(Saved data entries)

——

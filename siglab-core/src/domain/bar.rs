//! Bar: one trading-day observation.

use chrono::NaiveDate;
use serde::{Deserialize, Serialize};

/// OHLCV bar for a single trading day.
///
/// Volume is kept as `f64` because A-share feeds report it in lots or shares
/// depending on the source, sometimes with fractional values after adjustment.
#[derive(Debug, Clone, PartialEq, Serialize, Deserialize)]
pub struct Bar {
    pub date: NaiveDate,
    pub open: f64,
    pub high: f64,
    pub low: f64,
    pub close: f64,
    pub volume: f64,
}

impl Bar {
    /// Returns true if any OHLCV field is NaN or infinite.
    pub fn is_void(&self) -> bool {
        !(self.open.is_finite()
            && self.high.is_finite()
            && self.low.is_finite()
            && self.close.is_finite()
            && self.volume.is_finite())
    }

    /// Basic OHLCV sanity check: high >= low, high >= open, high >= close, etc.
    ///
    /// Series construction does not enforce this; it is reported by
    /// `Series::insane_bars` for callers that want to flag suspect data.
    pub fn is_sane(&self) -> bool {
        if self.is_void() {
            return false;
        }
        self.high >= self.low
            && self.high >= self.open
            && self.high >= self.close
            && self.low <= self.open
            && self.low <= self.close
            && self.open > 0.0
            && self.close > 0.0
            && self.volume >= 0.0
    }
}

#[cfg(test)]
mod tests {
    use super::*;

    fn sample_bar() -> Bar {
        Bar {
            date: NaiveDate::from_ymd_opt(2024, 1, 2).unwrap(),
            open: 10.0,
            high: 10.5,
            low: 9.8,
            close: 10.3,
            volume: 120_000.0,
        }
    }

    #[test]
    fn bar_is_sane() {
        assert!(sample_bar().is_sane());
    }

    #[test]
    fn bar_detects_void() {
        let mut bar = sample_bar();
        bar.open = f64::NAN;
        assert!(bar.is_void());
        assert!(!bar.is_sane());

        let mut bar = sample_bar();
        bar.volume = f64::INFINITY;
        assert!(bar.is_void());
    }

    #[test]
    fn bar_detects_insane_high_low() {
        let mut bar = sample_bar();
        bar.high = 9.7; // below low
        assert!(!bar.is_sane());
    }

    #[test]
    fn negative_volume_is_not_sane() {
        let mut bar = sample_bar();
        bar.volume = -1.0;
        assert!(!bar.is_sane());
    }
}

——

#### Work request
Write out the entries above once more, without altering anything.

#### Task response
filename siglab-core/src/domain/bar.rs
//! Bar: one trading-day observation.

use chrono::NaiveDate;
use serde::{Deserialize, Serialize};

/// OHLCV bar for a single trading day.
///
/// Volume is kept as `f64` because A-share feeds report it in lots or shares
/// depending on the source, sometimes with fractional values after adjustment.
#[derive(Debug, Clone, PartialEq, Serialize, Deserialize)]
pub struct Bar {
    pub date: NaiveDate,
    pub open: f64,
    pub high: f64,
    pub low: f64,
    pub close: f64,
    pub volume: f64,
}

impl Bar {
    /// Returns true if any OHLCV field is NaN or infinite.
    pub fn is_void(&self) -> bool {
        !(self.open.is_finite()
            && self.high.is_finite()
            && self.low.is_finite()
            && self.close.is_finite()
            && self.volume.is_finite())
    }

    /// Basic OHLCV sanity check: high >= low, high >= open, high >= close, etc.
    ///
    /// Series construction does not enforce this; it is reported by
    /// `Series::insane_bars` for callers that want to flag suspect data.
    pub fn is_sane(&self) -> bool {
        if self.is_void() {
            return false;
        }
        self.high >= self.low
            && self.high >= self.open
            && self.high >= self.close
            && self.low <= self.open
            && self.low <= self.close
            && self.open > 0.0
            && self.close > 0.0
            && self.volume >= 0.0
    }
}

#[cfg(test)]
mod tests {
    use super::*;

    fn sample_bar() -> Bar {
        Bar {
            date: NaiveDate::from_ymd_opt(2024, 1, 2).unwrap(),
            open: 10.0,
            high: 10.5,
            low: 9.8,
            close: 10.3,
            volume: 120_000.0,
        }
    }

    #[test]
    fn bar_is_sane() {
        assert!(sample_bar().is_sane());
    }

    #[test]
    fn bar_detects_void() {
        let mut bar = sample_bar();
        bar.open = f64::NAN;
        assert!(bar.is_void());
        assert!(!bar.is_sane());

        let mut bar = sample_bar();
        bar.volume = f64::INFINITY;
        assert!(bar.is_void());
    }

    #[test]
    fn bar_detects_insane_high_low() {
        let mut bar = sample_bar();
        bar.high = 9.7; // below low
        assert!(!bar.is_sane());
    }

    #[test]
    fn negative_volume_is_not_sane() {
        let mut bar = sample_bar();
        bar.volume = -1.0;
        assert!(!bar.is_sane());
    }
}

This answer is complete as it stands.